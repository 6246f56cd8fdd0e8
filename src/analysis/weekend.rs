use super::slice;
use crate::categorize::Hour;
use crate::kpi::{Breakdown, Measure, Ranked, count_by, mean_by, mean_of, ranked_groups, top_n};
use crate::schema::FactRow;
use serde::Serialize;

const PEAK_HOURS: usize = 3;
const TOP_DESTINATIONS: usize = 5;

#[derive(Debug, Clone, PartialEq, Serialize)]
pub struct WeekendAnalysis {
    pub weekend_patterns: DayTypePattern,
    pub weekday_patterns: DayTypePattern,
}

#[derive(Debug, Clone, PartialEq, Serialize)]
pub struct DayTypePattern {
    /// Busiest hours, most trips first; ties go to the earlier hour.
    pub peak_hours: Vec<Hour>,
    pub total_revenue: f64,
    pub avg_trip_distance: Measure,
    pub popular_destinations: Vec<Ranked>,
    /// Mean surge multiplier per weather condition.
    pub weather_sensitivity: Breakdown,
}

impl DayTypePattern {
    fn of(rows: &[FactRow]) -> Self {
        let mut hours: Vec<(Hour, usize)> = count_by(rows, |r| r.hour).into_iter().collect();
        hours.sort_by(|a, b| b.1.cmp(&a.1));

        let destinations = ranked_groups(rows, |r| r.to_location.clone(), |trips| {
            Some(trips.len() as f64)
        });

        DayTypePattern {
            peak_hours: hours.into_iter().take(PEAK_HOURS).map(|(h, _)| h).collect(),
            total_revenue: rows.iter().map(|r| r.final_price).sum(),
            avg_trip_distance: mean_of(rows, |r| r.distance_km),
            popular_destinations: top_n(destinations, TOP_DESTINATIONS),
            weather_sensitivity: mean_by(
                rows,
                |r| r.weather_condition.to_string(),
                |r| r.surge_multiplier,
            ),
        }
    }
}

pub fn analyze(fact: &[FactRow]) -> WeekendAnalysis {
    WeekendAnalysis {
        weekend_patterns: DayTypePattern::of(&slice(fact, |r| r.is_weekend)),
        weekday_patterns: DayTypePattern::of(&slice(fact, |r| !r.is_weekend)),
    }
}
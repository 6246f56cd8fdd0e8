use crate::categorize::{Hour, HourCategory, TimePeriod};
use serde::Serialize;

#[derive(Debug, Clone, PartialEq, Serialize)]
pub struct HourRow {
    pub hour: Hour,
    pub time_period: TimePeriod,
    pub is_business_hour: bool,
    pub is_rush_hour: bool,
    pub is_peak_demand: bool,
    pub hour_category: HourCategory,
}

impl From<Hour> for HourRow {
    fn from(hour: Hour) -> Self {
        HourRow {
            hour,
            time_period: hour.time_period(),
            is_business_hour: hour.is_business_hour(),
            is_rush_hour: hour.is_rush_hour(),
            is_peak_demand: hour.is_peak_demand(),
            hour_category: hour.category(),
        }
    }
}

/// Always exactly 24 rows, independent of the ride data.
pub fn build_hour_dimension() -> Vec<HourRow> {
    Hour::all().map(HourRow::from).collect()
}
//! Supplementary analyses layered on the fact table.
//!
//! Each analysis is a standalone JSON document next to the KPI catalog. They
//! reuse the KPI reductions but slice the rides first (rush windows, day
//! type, weather condition).

pub mod insights;
pub mod rush_hour;
pub mod weather;
pub mod weekend;

pub use insights::{BusinessInsights, ExecutiveSummary, SummaryReport};
pub use rush_hour::RushHourAnalysis;
pub use weather::WeatherAnalysis;
pub use weekend::WeekendAnalysis;

use crate::schema::FactRow;

/// Owned subset of the fact table matching `predicate`.
pub(crate) fn slice(fact: &[FactRow], predicate: impl Fn(&FactRow) -> bool) -> Vec<FactRow> {
    fact.iter().filter(|r| predicate(r)).cloned().collect()
}
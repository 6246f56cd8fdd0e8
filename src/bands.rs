//! Fixed ordinal bands for continuous measures.
//!
//! All bands are right-closed: a value sitting exactly on a boundary falls
//! into the lower band. Values at or below zero fall outside every band.

/// Average trip distance of a route, in km.
///
/// | Range       | Band       |
/// |-------------|------------|
/// | (0, 5]      | Short      |
/// | (5, 10]     | Medium     |
/// | (10, 15]    | Long       |
/// | > 15        | Extra Long |
pub fn distance_band(km: f64) -> Option<&'static str> {
    match km {
        d if d.is_nan() || d <= 0.0 => None,
        d if d <= 5.0 => Some("Short"),
        d if d <= 10.0 => Some("Medium"),
        d if d <= 15.0 => Some("Long"),
        _ => Some("Extra Long"),
    }
}

/// Trip count of a route.
///
/// | Range       | Band      |
/// |-------------|-----------|
/// | (0, 50]     | Low       |
/// | (50, 200]   | Medium    |
/// | (200, 500]  | High      |
/// | > 500       | Very High |
pub fn popularity_band(trips: usize) -> Option<&'static str> {
    match trips {
        0 => None,
        1..=50 => Some("Low"),
        51..=200 => Some("Medium"),
        201..=500 => Some("High"),
        _ => Some("Very High"),
    }
}

/// Final price of a single ride.
///
/// | Range       | Band    |
/// |-------------|---------|
/// | (0, 50]     | Low     |
/// | (50, 100]   | Medium  |
/// | (100, 200]  | High    |
/// | > 200       | Premium |
pub fn revenue_band(price: f64) -> Option<&'static str> {
    match price {
        p if p.is_nan() || p <= 0.0 => None,
        p if p <= 50.0 => Some("Low"),
        p if p <= 100.0 => Some("Medium"),
        p if p <= 200.0 => Some("High"),
        _ => Some("Premium"),
    }
}

/// Surge multiplier of a single ride.
///
/// | Range       | Band       |
/// |-------------|------------|
/// | (0, 1.2]    | Normal     |
/// | (1.2, 1.5]  | Low Surge  |
/// | (1.5, 2.0]  | High Surge |
/// | > 2.0       | Peak Surge |
pub fn surge_band(multiplier: f64) -> Option<&'static str> {
    match multiplier {
        m if m.is_nan() || m <= 0.0 => None,
        m if m <= 1.2 => Some("Normal"),
        m if m <= 1.5 => Some("Low Surge"),
        m if m <= 2.0 => Some("High Surge"),
        _ => Some("Peak Surge"),
    }
}
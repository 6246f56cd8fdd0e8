//! Persistence for the star schema and the analysis documents.
//!
//! Tables are written as one CSV sheet per table into the data-model
//! directory; analysis results are pretty-printed JSON. Every file is
//! truncated on write, so re-running over the same input reproduces the
//! same bytes.

use crate::error::{PipelineError, Result};
use crate::schema::StarSchema;
use csv::{ReaderBuilder, WriterBuilder};
use serde::Serialize;
use std::collections::BTreeMap;
use std::fmt::Display;
use std::fs::{self, File};
use std::path::{Path, PathBuf};
use tracing::{debug, info};

pub const DATA_MODEL_DIR: &str = "data_model";
pub const INSIGHTS_DIR: &str = "insights";
pub const DOCUMENTATION_FILE: &str = "data_model_documentation.json";

pub const FACT_TABLE: &str = "FactRides";

fn write_error(path: &Path, err: impl Display) -> PipelineError {
    PipelineError::OutputWrite {
        path: path.to_path_buf(),
        message: err.to_string(),
    }
}

/// Creates `dir` and any missing parents.
pub fn ensure_dir(dir: &Path) -> Result<()> {
    fs::create_dir_all(dir).map_err(|e| write_error(dir, e))
}

/// Writes `rows` as a CSV sheet with a header row, replacing any existing file.
pub fn write_sheet<T: Serialize>(path: &Path, rows: &[T]) -> Result<()> {
    let file = File::create(path).map_err(|e| write_error(path, e))?;
    let mut writer = WriterBuilder::new().has_headers(true).from_writer(file);

    for row in rows {
        writer.serialize(row).map_err(|e| write_error(path, e))?;
    }
    writer.flush().map_err(|e| write_error(path, e))?;

    debug!(path = %path.display(), rows = rows.len(), "Sheet written");
    Ok(())
}

/// Writes `value` as pretty-printed JSON.
pub fn write_json<T: Serialize + ?Sized>(path: &Path, value: &T) -> Result<()> {
    let json = serde_json::to_string_pretty(value).map_err(|e| write_error(path, e))?;
    write_text(path, &json)
}

pub fn write_text(path: &Path, content: &str) -> Result<()> {
    fs::write(path, content).map_err(|e| write_error(path, e))?;
    debug!(path = %path.display(), bytes = content.len(), "File written");
    Ok(())
}

/// Writes every table of `schema` into `dir`, one sheet per table, followed
/// by the data model documentation. Returns the written paths.
#[tracing::instrument(skip_all, fields(dir = %dir.display()))]
pub fn write_workbook(schema: &StarSchema, dir: &Path) -> Result<Vec<PathBuf>> {
    ensure_dir(dir)?;

    let sheet = |name: &str| dir.join(format!("{name}.csv"));
    let paths = vec![
        sheet(FACT_TABLE),
        sheet("DimTime"),
        sheet("DimHour"),
        sheet("DimVehicle"),
        sheet("DimWeather"),
        sheet("DimRoute"),
        sheet("DimLocation"),
        dir.join(DOCUMENTATION_FILE),
    ];

    write_sheet(&paths[0], &schema.fact)?;
    write_sheet(&paths[1], &schema.time)?;
    write_sheet(&paths[2], &schema.hour)?;
    write_sheet(&paths[3], &schema.vehicle)?;
    write_sheet(&paths[4], &schema.weather)?;
    write_sheet(&paths[5], &schema.route)?;
    write_sheet(&paths[6], &schema.location)?;
    write_json(&paths[7], &DataModelDocumentation::describe(schema))?;

    info!(files = paths.len(), "Workbook written");
    Ok(paths)
}

/// Machine-readable description of the star schema.
#[derive(Debug, Clone, PartialEq, Serialize)]
pub struct DataModelDocumentation {
    pub schema_type: &'static str,
    pub fact_table: &'static str,
    pub dimension_tables: Vec<&'static str>,
    pub tables: BTreeMap<&'static str, TableDoc>,
    pub relationships: Vec<Relationship>,
}

#[derive(Debug, Clone, PartialEq, Serialize)]
pub struct TableDoc {
    pub description: &'static str,
    pub rows: usize,
    pub columns: Vec<String>,
}

#[derive(Debug, Clone, PartialEq, Serialize)]
pub struct Relationship {
    pub from_table: &'static str,
    pub from_column: &'static str,
    pub to_table: &'static str,
    pub to_column: &'static str,
    pub cardinality: &'static str,
}

/// Fact foreign key, dimension table, dimension key.
const RELATIONSHIPS: [(&str, &str, &str); 5] = [
    ("date", "DimTime", "date"),
    ("hour", "DimHour", "hour"),
    ("vehicle_type", "DimVehicle", "vehicle_type"),
    ("weather_condition", "DimWeather", "weather_condition"),
    ("location_route_id", "DimRoute", "location_route_id"),
];

impl DataModelDocumentation {
    pub fn describe(schema: &StarSchema) -> Self {
        let tables = BTreeMap::from([
            (
                FACT_TABLE,
                table_doc("One row per completed ride with keys and measures", &schema.fact),
            ),
            (
                "DimTime",
                table_doc("Calendar attributes for every date in the observed range", &schema.time),
            ),
            ("DimHour", table_doc("Attributes of each hour of the day", &schema.hour)),
            (
                "DimVehicle",
                table_doc("Vehicle categories and their fixed profiles", &schema.vehicle),
            ),
            ("DimWeather", table_doc("One row per weather condition", &schema.weather)),
            (
                "DimRoute",
                table_doc("Origin and destination pairs with trip aggregates", &schema.route),
            ),
            (
                "DimLocation",
                table_doc("Every origin or destination with a keyword category", &schema.location),
            ),
        ]);

        DataModelDocumentation {
            schema_type: "Star Schema",
            fact_table: FACT_TABLE,
            dimension_tables: vec![
                "DimTime",
                "DimHour",
                "DimVehicle",
                "DimWeather",
                "DimRoute",
                "DimLocation",
            ],
            tables,
            relationships: RELATIONSHIPS
                .iter()
                .map(|&(from_column, to_table, to_column)| Relationship {
                    from_table: FACT_TABLE,
                    from_column,
                    to_table,
                    to_column,
                    cardinality: "many-to-one",
                })
                .collect(),
        }
    }
}

fn table_doc<T: Serialize>(description: &'static str, rows: &[T]) -> TableDoc {
    TableDoc {
        description,
        rows: rows.len(),
        columns: column_names(rows),
    }
}

/// Column headers a sheet of `rows` would carry, in field order.
fn column_names<T: Serialize>(rows: &[T]) -> Vec<String> {
    let Some(first) = rows.first() else {
        return Vec::new();
    };
    let mut writer = WriterBuilder::new().has_headers(true).from_writer(Vec::new());
    if writer.serialize(first).is_err() {
        return Vec::new();
    }
    let bytes = writer.into_inner().unwrap_or_default();

    let mut reader = ReaderBuilder::new().has_headers(true).from_reader(bytes.as_slice());
    reader
        .headers()
        .map(|h| h.iter().map(str::to_string).collect())
        .unwrap_or_default()
}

Exercise details = How many lines of the listing above contain the string "DataModelDocumentation"? Only the number is wanted.

Response to this task = 4